当時は下り立った清水川原までバスが来ていませんでしたし、道路も未舗装の状態でした。バスに乗るには3km先の見玉まで歩かねばならず、それにバスの時刻もわかりませんでした。時刻は午後の1時近くだったにもかかわらず、その日の内に帰宅できるかは不明でした。翌日まで仕事は休みでしたから、対岸の逆巻に泊まることにしたのです。そして、もう一つ泊まっていこうと決心させたものがあります。それはそこが秋山郷という地であったからです。鈴木牧之の「北越雪譜」を知っていましたので、秋山郷は私にとって一度訪れてみたい場所だったのです。(季節は夏でしたが・・・)
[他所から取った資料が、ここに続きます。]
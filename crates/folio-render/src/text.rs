//! Approximate text metrics and word wrapping.
//!
//! Widths are estimated from an average glyph advance rather than real font
//! tables. That is accurate enough for right-alignment and wrapping of the
//! short strings that appear on business documents.

/// Millimetres per typographic point.
pub const PT_TO_MM: f32 = 25.4 / 72.0;

const AVG_ADVANCE_EM: f32 = 0.5;
const AVG_ADVANCE_BOLD_EM: f32 = 0.55;
const LEADING: f32 = 1.4;

/// Estimated rendered width of `text` in millimetres.
pub fn text_width(text: &str, size: f32, bold: bool) -> f32 {
  let em = if bold { AVG_ADVANCE_BOLD_EM } else { AVG_ADVANCE_EM };
  text.chars().count() as f32 * size * em * PT_TO_MM
}

/// Baseline-to-baseline distance for `size` in millimetres.
pub fn line_height(size: f32) -> f32 { size * PT_TO_MM * LEADING }

/// Greedy word wrap to `max_width` millimetres.
///
/// Explicit newlines start a new line. A single word wider than the limit
/// is broken between characters. Always returns at least one line.
pub fn wrap(text: &str, max_width: f32, size: f32, bold: bool) -> Vec<String> {
  let per_char = text_width("x", size, bold);
  let max_chars = ((max_width / per_char).floor() as usize).max(1);

  let mut lines = Vec::new();
  for paragraph in text.lines() {
    let mut current = String::new();
    for word in paragraph.split_whitespace() {
      let mut word: Vec<char> = word.chars().collect();
      while word.len() > max_chars {
        if !current.is_empty() {
          lines.push(std::mem::take(&mut current));
        }
        let rest = word.split_off(max_chars);
        lines.push(word.into_iter().collect());
        word = rest;
      }
      let word: String = word.into_iter().collect();

      let needed = if current.is_empty() {
        word.chars().count()
      } else {
        current.chars().count() + 1 + word.chars().count()
      };
      if needed > max_chars && !current.is_empty() {
        lines.push(std::mem::take(&mut current));
      }
      if !current.is_empty() {
        current.push(' ');
      }
      current.push_str(&word);
    }
    lines.push(current);
  }

  if lines.is_empty() {
    lines.push(String::new());
  }
  lines
}

#[cfg(test)]
mod tests {
  use super::*;

  #[test]
  fn short_text_is_one_line() {
    assert_eq!(wrap("Design work", 100.0, 10.0, false), vec!["Design work"]);
    assert_eq!(wrap("", 100.0, 10.0, false), vec![""]);
  }

  #[test]
  fn long_text_wraps_on_words() {
    let text = "one two three four five six seven eight nine ten";
    // 10pt at 0.5em is ~1.76mm per char, so 20mm holds 11 chars.
    let lines = wrap(text, 20.0, 10.0, false);
    assert!(lines.len() > 1);
    assert!(lines.iter().all(|l| l.chars().count() <= 11));
    assert_eq!(lines.join(" "), text);
  }

  #[test]
  fn overlong_word_is_split() {
    let lines = wrap("abcdefghijklmnopqrstuvwxyz", 10.0, 10.0, false);
    assert!(lines.len() > 1);
    assert_eq!(lines.concat(), "abcdefghijklmnopqrstuvwxyz");
  }

  #[test]
  fn newlines_are_kept() {
    assert_eq!(wrap("a\nb", 100.0, 10.0, false), vec!["a", "b"]);
  }

  #[test]
  fn bold_is_wider() {
    assert!(text_width("Total", 10.0, true) > text_width("Total", 10.0, false));
  }
}
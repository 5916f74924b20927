//! `folio`: quotations, invoices and document templates from the terminal.
//!
//! # Usage
//!
//! ```text
//! folio profile set --name "Acme Studio" --email hello@acme.test --logo logo.png
//! folio quote new --name "Jane Doe" --contact jane@example.com --item "Design:2:50" --tax-rate 10
//! folio convert quote-6f1c...
//! folio template use classic-professional
//! folio template set template-9d2e... primaryColor=#0f766e showWatermark=true margins.top=25
//! folio quote edit quote-6f1c... --set-item 3b1a...:4: --tax-rate 8
//! folio export inv-93ab... --out ~/invoices
//! folio report 2024 --month 3 --save
//! ```
//!
//! Settings come from `folio.toml` (or `--config`) and `FOLIO_*` variables:
//! `store_path`, `output_dir` and `export_timeout_secs`.

mod cli;
mod commands;
mod settings;

use anyhow::Context as _;
use clap::Parser;
use folio_core::Repository;
use folio_store_sqlite::SqliteStore;
use tracing::level_filters::LevelFilter;
use tracing_subscriber::EnvFilter;

use crate::{cli::Cli, settings::FolioConfig};

#[tokio::main]
async fn main() -> anyhow::Result<()> {
  // Logs go to stderr; stdout carries command output.
  tracing_subscriber::fmt()
    .with_env_filter(
      EnvFilter::builder()
        .with_default_directive(LevelFilter::INFO.into())
        .from_env_lossy(),
    )
    .with_writer(std::io::stderr)
    .init();

  let cli = Cli::parse();
  let cfg = FolioConfig::load(&cli.config)?;

  let store_path = cli
    .store
    .as_deref()
    .map(settings::expand_tilde)
    .unwrap_or_else(|| cfg.store_path.clone());
  if let Some(parent) = store_path.parent()
    && !parent.as_os_str().is_empty()
  {
    tokio::fs::create_dir_all(parent)
      .await
      .with_context(|| format!("failed to create {}", parent.display()))?;
  }

  let store = SqliteStore::open(&store_path)
    .await
    .with_context(|| format!("failed to open store at {store_path:?}"))?;
  tracing::debug!(store = %store_path.display(), "store ready");

  commands::run(&Repository::new(store), &cfg, cli.command).await
}
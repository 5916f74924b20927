//! Reusable line-item definitions and their categories.
//!
//! An item references its category by id only. The reference is weak: the
//! category may have been deleted, in which case lookups simply miss.

use chrono::{DateTime, Utc};
use rust_decimal::Decimal;
use serde::{Deserialize, Serialize};
use uuid::Uuid;

use crate::{Error, Result};

// ─── CatalogItem ─────────────────────────────────────────────────────────────

#[derive(Debug, Clone, PartialEq, Serialize, Deserialize)]
#[serde(rename_all = "camelCase")]
pub struct CatalogItem {
  pub id:          String,
  pub name:        String,
  #[serde(default, skip_serializing_if = "Option::is_none")]
  pub description: Option<String>,
  pub unit_price:  Decimal,
  /// Id of an [`ItemCategory`]; may dangle.
  #[serde(default, skip_serializing_if = "Option::is_none")]
  pub category:    Option<String>,
  #[serde(default, skip_serializing_if = "Option::is_none")]
  pub sku:         Option<String>,
  pub is_active:   bool,
  pub created_at:  DateTime<Utc>,
  pub updated_at:  DateTime<Utc>,
}

impl CatalogItem {
  pub fn new(name: impl Into<String>, unit_price: Decimal) -> Self {
    let now = Utc::now();
    Self {
      id: format!("item-{}", Uuid::new_v4()),
      name: name.into(),
      description: None,
      unit_price,
      category: None,
      sku: None,
      is_active: true,
      created_at: now,
      updated_at: now,
    }
  }

  pub fn validate(&self) -> Result<()> {
    if self.name.trim().is_empty() || self.unit_price <= Decimal::ZERO {
      return Err(Error::validation("item name and a positive price are required"));
    }
    Ok(())
  }

  /// Case-insensitive substring match over name, description, SKU and
  /// category id. `needle` must already be lowercase.
  pub(crate) fn matches(&self, needle: &str) -> bool {
    let hit = |s: &str| s.to_lowercase().contains(needle);
    hit(&self.name)
      || self.description.as_deref().is_some_and(hit)
      || self.sku.as_deref().is_some_and(hit)
      || self.category.as_deref().is_some_and(hit)
  }
}

// ─── ItemCategory ────────────────────────────────────────────────────────────

#[derive(Debug, Clone, PartialEq, Serialize, Deserialize)]
#[serde(rename_all = "camelCase")]
pub struct ItemCategory {
  pub id:          String,
  pub name:        String,
  #[serde(default, skip_serializing_if = "Option::is_none")]
  pub description: Option<String>,
  pub is_active:   bool,
  pub created_at:  DateTime<Utc>,
  pub updated_at:  DateTime<Utc>,
}

impl ItemCategory {
  pub fn new(name: impl Into<String>) -> Self {
    let now = Utc::now();
    Self {
      id: format!("cat-{}", Uuid::new_v4()),
      name: name.into(),
      description: None,
      is_active: true,
      created_at: now,
      updated_at: now,
    }
  }

  pub fn validate(&self) -> Result<()> {
    if self.name.trim().is_empty() {
      return Err(Error::validation("category name is required"));
    }
    Ok(())
  }
}

// ─── Seed data ───────────────────────────────────────────────────────────────

fn category(id: &str, name: &str, description: &str) -> ItemCategory {
  let now = Utc::now();
  ItemCategory {
    id: id.to_owned(),
    name: name.to_owned(),
    description: Some(description.to_owned()),
    is_active: true,
    created_at: now,
    updated_at: now,
  }
}

fn item(id: &str, name: &str, description: &str, price: Decimal, sku: &str) -> CatalogItem {
  let now = Utc::now();
  CatalogItem {
    id: id.to_owned(),
    name: name.to_owned(),
    description: Some(description.to_owned()),
    unit_price: price,
    category: Some("cat-services".to_owned()),
    sku: Some(sku.to_owned()),
    is_active: true,
    created_at: now,
    updated_at: now,
  }
}

/// Categories inserted into an empty catalog.
pub fn default_categories() -> Vec<ItemCategory> {
  vec![
    category("cat-services", "Services", "Professional services"),
    category("cat-products", "Products", "Physical products"),
    category("cat-materials", "Materials", "Raw materials and supplies"),
    category("cat-labor", "Labor", "Labor and installation"),
  ]
}

/// Items inserted into an empty catalog.
pub fn default_items() -> Vec<CatalogItem> {
  vec![
    item(
      "item-consultation",
      "Initial Consultation",
      "Initial project consultation and requirements gathering",
      Decimal::new(150_00, 2),
      "CONS-001",
    ),
    item(
      "item-design",
      "Design Service",
      "Professional design and mockup creation",
      Decimal::new(75_00, 2),
      "DES-001",
    ),
    item(
      "item-development",
      "Development Hour",
      "Custom software development per hour",
      Decimal::new(125_00, 2),
      "DEV-001",
    ),
    item(
      "item-hosting",
      "Web Hosting (Monthly)",
      "Shared web hosting service",
      Decimal::new(25_00, 2),
      "HOST-001",
    ),
    item(
      "item-domain",
      "Domain Registration (Yearly)",
      "Domain name registration for one year",
      Decimal::new(15_00, 2),
      "DOM-001",
    ),
  ]
}

#[cfg(test)]
mod tests {
  use rust_decimal_macros::dec;

  use super::*;

  #[test]
  fn item_requires_positive_price() {
    assert!(CatalogItem::new("Widget", dec!(1)).validate().is_ok());
    assert!(CatalogItem::new("Widget", dec!(0)).validate().is_err());
    assert!(CatalogItem::new("Widget", dec!(-5)).validate().is_err());
    assert!(CatalogItem::new(" ", dec!(5)).validate().is_err());
  }

  #[test]
  fn matches_covers_sku_and_category() {
    let mut item = CatalogItem::new("Widget", dec!(1));
    item.sku = Some("WDG-9".into());
    item.category = Some("cat-products".into());

    assert!(item.matches("widg"));
    assert!(item.matches("wdg-9"));
    assert!(item.matches("products"));
    assert!(!item.matches("gadget"));
  }

  #[test]
  fn seed_items_reference_seed_categories() {
    let cats = default_categories();
    for item in default_items() {
      let cat = item.category.as_deref().unwrap();
      assert!(cats.iter().any(|c| c.id == cat));
    }
  }
}
pub async fn run<S: KeyValueStore>(repo: &Repository<S>, cfg: &FolioConfig, command: Command) -> Result<()> {
  match command {
    Command::Profile(cmd) => profile(repo, cmd).await,
    Command::Customer(cmd) => customer(repo, cmd).await,
    Command::Catalog(cmd) => catalog(repo, cmd).await,
    Command::Category(cmd) => category(repo, cmd).await,
    Command::Quote(cmd) => quote(repo, cmd).await,
    Command::Invoice(cmd) => invoice(repo, cmd).await,
    Command::Convert { quotation_id } => {
      let invoice = repo
        .convert_quotation_to_invoice(&quotation_id)
        .await
        .context("conversion failed")?
        .with_context(|| format!("no quotation with id {quotation_id}"))?;
      println!("{} {} due {}", invoice.id, invoice.invoice_number, due_label(&invoice));
      Ok(())
    }
    Command::Documents => {
      for document in repo.all_documents().await? {
        print_document_row(&document);
      }
      Ok(())
    }
    Command::Template(cmd) => template(repo, cmd).await,
    Command::Export { document_id, template, out } => {
      let job = RenderJob::load(repo, &document_id, template.as_deref())
        .await
        .context("cannot export")?;
      let dir = out.unwrap_or_else(|| cfg.output_dir.clone());
      let path = job
        .export(&dir, cfg.export_timeout())
        .await
        .with_context(|| format!("export of {document_id} failed"))?;
      println!("{}", path.display());
      Ok(())
    }
    Command::Print { document_id, template, out } => {
      let job = RenderJob::load(repo, &document_id, template.as_deref())
        .await
        .context("cannot print")?;
      let html = job.to_html();
      match out {
        Some(path) => {
          tokio::fs::write(&path, html)
            .await
            .with_context(|| format!("failed to write {}", path.display()))?;
          println!("{}", path.display());
        }
        None => print!("{html}"),
      }
      Ok(())
    }
    Command::Report { year, month, save } => {
      let year = year.unwrap_or_else(|| Utc::now().year());
      let summary = repo.year_summary(year).await?;
      match month {
        None => print_summary(&summary),
        Some(month) => {
          let Some(report) = summary.months.iter().find(|r| r.month == month) else {
            println!("No invoices in {year}-{month:02}");
            return Ok(());
          };
          if save {
            let path = save_file(
              &cfg.output_dir,
              &report.file_name(),
              report.to_text().into_bytes(),
              cfg.export_timeout(),
            )
            .await
            .context("failed to save report")?;
            println!("{}", path.display());
          } else {
            print!("{}", report.to_text());
          }
        }
      }
      Ok(())
    }
  }
}

fn print_json<T: Serialize>(value: &T) -> Result<()> {
  println!("{}", serde_json::to_string_pretty(value)?);
  Ok(())
}

fn due_label(invoice: &Invoice) -> String {
  invoice.due_date.map_or_else(|| "-".to_owned(), format_date)
}

fn print_document_row(document: &Document) {
  let number = match document {
    Document::Quotation(_) => "",
    Document::Invoice(i) => i.invoice_number.as_str(),
  };
  println!(
    "{:<44} {:<9} {:<8} {:<9} {:<24} {:>14}  {}",
    document.id(),
    document.kind_label(),
    number,
    document.status_label(),
    document.customer_name(),
    format_currency(document.amounts().total()),
    document.date(),
  );
}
もちろん、宿は予約などしていませんでした。しかし、当時のご主人に暖かく歓迎され、問題なく泊まることができました。その日の宿泊客は結局私一人だけだったのです。

二階の奥のおそらく一番いい部屋だったと思いますが、そこがあてがわれました。さっそく温泉ですが、小さな洞窟風呂があるだけでした。先のHPでは「めいそうの湯」となっていますが、当時そんな名前があったかどうか記憶にありません。ここも改装されたということですが、HPの写真で見る限り全体の雰囲気は当時とあまり変わっていないような気がします。また、最初の御主人のあたたかい歓迎が示すように、当時の「川津屋」のもてなしはたいへん好ましいものでした。家族で経営しているという感じでしたので、そのもてなしは今も引き継がれているのではないかと思います。

次の日、見玉まで歩いてバスを待ちました。やってきたバスに乗り込んだのは私一人だけでした。しかも、バスは津南駅ではなく手前の大割野まででしたので、駅までは再び歩かざるをえませんでした。

結局3日かけて歩いたことになります。この3日間の山旅全体が思い出として残っているわけで、逆巻温泉の思い出は苗場山・小松原湿原の思い出とは切り離せません。苗場山・小松原湿原を思い通りに歩いた後、この気持ちのいい宿で旅を締めくくれたのは今考えても本当によかったと思います。

苗場山も小松原湿原も、今は麓まで林道が入り込み、逆巻温泉の入浴を含めても、日帰りで行ってこれるようになったようです。これだけ便利になってしまうと当時私が感じた思いを逆巻温泉に抱くということはおそらくないだろうと思います。